Genau das leistet die Rürup-Rente, auch Basisrente genannt. Für viele klingt das erstmal nach einem Nachteil: Man kommt nicht flexibel an sein Geld. Genau dieser Punkt macht das Produkt aber zu einem der cleversten Werkzeuge für alle, die konsequent fürs Alter vorsorgen wollen, ohne sich selbst dabei ein Bein zu stellen.
Die Basisrente hat einen schlechten Ruf, weil viele ihre Eigenschaften falsch einordnen. Dabei wurde sie 2005 ursprünglich für Selbstständige entwickelt, die sich von der gesetzlichen Rentenversicherung befreien lassen können und trotzdem eine planbare Basisversorgung brauchen. Heute profitieren davon aber weit mehr Menschen als nur Selbstständige. Wer verstehen will, ob sich das Produkt lohnt, muss zunächst die Funktionsweise, die steuerlichen Effekte und die Zielgruppe genau kennen. Genau darum geht es jetzt.
So funktioniert die Basisrente wirklich
Die Basisrente und die Rürup-Rente sind identisch. Zwei Namen, ein Produkt. Sie gehört zur ersten Schicht der Altersvorsorge in Deutschland, also in dieselbe Kategorie wie die gesetzliche Rente. Das ist auch der Grund, warum sie so ähnlich funktioniert: Sie zahlt lebenslange Rente, du kannst dir das Kapital nicht auf einmal auszahlen lassen und du kannst den Vertrag nicht klassisch kündigen. Eine Kündigung bedeutet hier lediglich, dass du aufhörst Beiträge einzuzahlen. Das eingezahlte Geld bleibt im Vertrag und wird erst zur Rente ausgezahlt.
Das bedeutet: Du kannst maximal eine Beitragsfreistellung stellen.
Bei der Geldanlage hast du freie Wahl. Du kannst dich für einen klassischen Vertrag mit Garantiezins entscheiden, aktuell liegt der bei mageren 0,9 Prozent, oder auf fondsgebundene Varianten setzen und in ETFs, Fonds oder Aktien investieren. Eine Beitragsgarantie ist möglich, aber kein Muss. Genau diese Flexibilität in der Geldanlage macht das Produkt für viele attraktiv und langfristig Vermögen aufzubauen.

Basisrente Vor und Nachteile | Oskar Rudolph | Rudolph Finanzkonzepte GmbH
Wer eine Basisrente abschließen kann
Die Antwort ist einfach: jeder. Ob Selbstständiger, Freiberufler, Angestellter oder Beamter, jeder kann eine Basisrente abschließen. Auch wenn sie ursprünglich für Selbstständige gedacht war, profitieren heute viele weitere Berufsgruppen von diesem Produkt.
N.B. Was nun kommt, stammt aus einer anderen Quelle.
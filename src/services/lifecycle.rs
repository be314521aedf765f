// src/services/lifecycle.rs

use std::{
    future::Future,
    sync::{
        atomic::{AtomicBool, Ordering},
        Arc,
    },
    time::Duration,
};

use tokio::{
    task::JoinHandle,
    time::{interval_at, Instant, MissedTickBehavior},
};

// Marca se o dono do estado ainda está montado.
// Respostas que chegam depois do `unmount` são descartadas.
#[derive(Debug, Clone)]
pub struct Liveness(Arc<AtomicBool>);

impl Liveness {
    pub fn new() -> Self {
        Self(Arc::new(AtomicBool::new(true)))
    }

    pub fn is_alive(&self) -> bool {
        self.0.load(Ordering::SeqCst)
    }

    pub fn retire(&self) {
        self.0.store(false, Ordering::SeqCst);
    }
}

impl Default for Liveness {
    fn default() -> Self {
        Self::new()
    }
}

/// Tarefa periódica; cancelada com `cancel()` ou ao sair de escopo.
#[derive(Debug)]
pub struct PollHandle {
    task: JoinHandle<()>,
}

impl PollHandle {
    pub fn cancel(self) {
        self.task.abort();
    }
}

impl Drop for PollHandle {
    fn drop(&mut self) {
        self.task.abort();
    }
}

/// Executa `tick` a cada `period`. O primeiro disparo acontece após um período
/// inteiro: a carga inicial é feita pelo `mount`.
pub fn spawn_polling<F, Fut>(period: Duration, mut tick: F) -> PollHandle
where
    F: FnMut() -> Fut + Send + 'static,
    Fut: Future<Output = ()> + Send + 'static,
{
    let task = tokio::spawn(async move {
        let mut interval = interval_at(Instant::now() + period, period);
        interval.set_missed_tick_behavior(MissedTickBehavior::Delay);
        loop {
            interval.tick().await;
            tick().await;
        }
    });

    PollHandle { task }
}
Besonders eignet sich die Basisrente für Berufsgruppen mit besonders hohem Einkommen ab 50.000€ Brutto, da die Anlegen die Sparrate von der Steuer zu 100% ( seit 2004 ) absetzen können.
Die Vorteile im Überblick
Der wohl größte Pluspunkt ist die steuerliche Absetzbarkeit. Im Jahr 2026 kannst du bis zu 30.826€ als Single von der Steuer absetzen, eine beachtliche Summe. Dazu kommt die lebenslange Rentenzahlung, die dich zuverlässig vor dem Langlebigkeitsrisiko schützt, ganz ohne kompliziertes Eigenmanagement.
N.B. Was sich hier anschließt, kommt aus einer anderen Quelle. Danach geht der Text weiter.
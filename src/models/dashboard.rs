// src/models/dashboard.rs

use serde::{Deserialize, Serialize};
use rust_decimal::Decimal;
use utoipa::ToSchema;

// 1. Os Cards do Topo
#[derive(Debug, Clone, PartialEq, Serialize, Deserialize, ToSchema)]
#[serde(rename_all = "camelCase")]
pub struct DashboardStat {
    #[schema(example = "45231.89")]
    pub total_revenue: Decimal,
    pub revenue_change: f64,
    pub total_orders: u64,
    pub orders_change: f64,
    pub new_customers: u64,
    pub customers_change: f64,
    pub active_products: u64,
    pub new_products: u64,
}

// 2. Gráfico de Vendas (ordem = eixo do gráfico)
#[derive(Debug, Clone, PartialEq, Serialize, Deserialize, ToSchema)]
pub struct SalesPoint {
    #[schema(example = "Jan")]
    pub name: String,
    pub total: Decimal,
}

// 3. Recomendações do painel
#[derive(Debug, Clone, Copy, PartialEq, Eq, Serialize, Deserialize, ToSchema)]
pub enum RecommendationIcon {
    TrendingUp,
    AlertCircle,
    Calendar,
}

impl RecommendationIcon {
    /// Nome do ícone (lucide) que a interface desenha para cada tipo.
    pub fn lucide_name(self) -> &'static str {
        match self {
            RecommendationIcon::TrendingUp => "trending-up",
            RecommendationIcon::AlertCircle => "alert-circle",
            RecommendationIcon::Calendar => "calendar",
        }
    }
}

#[derive(Debug, Clone, PartialEq, Serialize, Deserialize, ToSchema)]
pub struct Recommendation {
    pub title: String,
    pub description: String,
    pub icon: RecommendationIcon,
}

// O que a API devolve: a recomendação com o ícone já resolvido.
#[derive(Debug, Clone, Serialize, ToSchema)]
#[serde(rename_all = "camelCase")]
pub struct RecommendationCard {
    pub title: String,
    pub description: String,
    pub icon: RecommendationIcon,
    #[schema(example = "trending-up")]
    pub icon_name: String,
}

impl From<&Recommendation> for RecommendationCard {
    fn from(recommendation: &Recommendation) -> Self {
        Self {
            title: recommendation.title.clone(),
            description: recommendation.description.clone(),
            icon: recommendation.icon,
            icon_name: recommendation.icon.lucide_name().to_string(),
        }
    }
}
Ein Vorteil, der oft völlig falsch bewertet wird, ist der eingebaute Zwang zum Sparen. Weil du nicht vorzeitig an das Kapital kommst, schützt dich die Basisrente vor dir selbst. Kein spontaner Griff in den Vorsorgetopf für den nächsten Urlaub, kein "mein zukünftiges Ich wird das schon verkraften". Genau dieses Verhalten ist einer der Hauptgründe, warum private Altersvorsorge in Deutschland oft nicht funktioniert: Menschen greifen zwischendurch auf ihr Erspartes zurück.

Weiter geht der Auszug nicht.